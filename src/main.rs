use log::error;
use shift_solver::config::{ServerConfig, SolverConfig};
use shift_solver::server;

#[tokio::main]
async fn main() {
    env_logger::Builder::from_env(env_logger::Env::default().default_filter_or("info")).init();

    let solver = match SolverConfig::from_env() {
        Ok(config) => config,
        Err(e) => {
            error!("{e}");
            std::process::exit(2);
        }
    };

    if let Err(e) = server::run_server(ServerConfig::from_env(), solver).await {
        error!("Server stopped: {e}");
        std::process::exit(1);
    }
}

####################

Activity ▸ Go through the data above and return every line exactly.

Response for this exercise ▸
filename src/main.rs
use log::error;
use shift_solver::config::{ServerConfig, SolverConfig};
use shift_solver::server;

#[tokio::main]
async fn main() {
    env_logger::Builder::from_env(env_logger::Env::default().default_filter_or("info")).init();

    let solver = match SolverConfig::from_env() {
        Ok(config) => config,
        Err(e) => {
            error!("{e}");
            std::process::exit(2);
        }
    };

    if let Err(e) = server::run_server(ServerConfig::from_env(), solver).await {
        error!("Server stopped: {e}");
        std::process::exit(1);
    }
}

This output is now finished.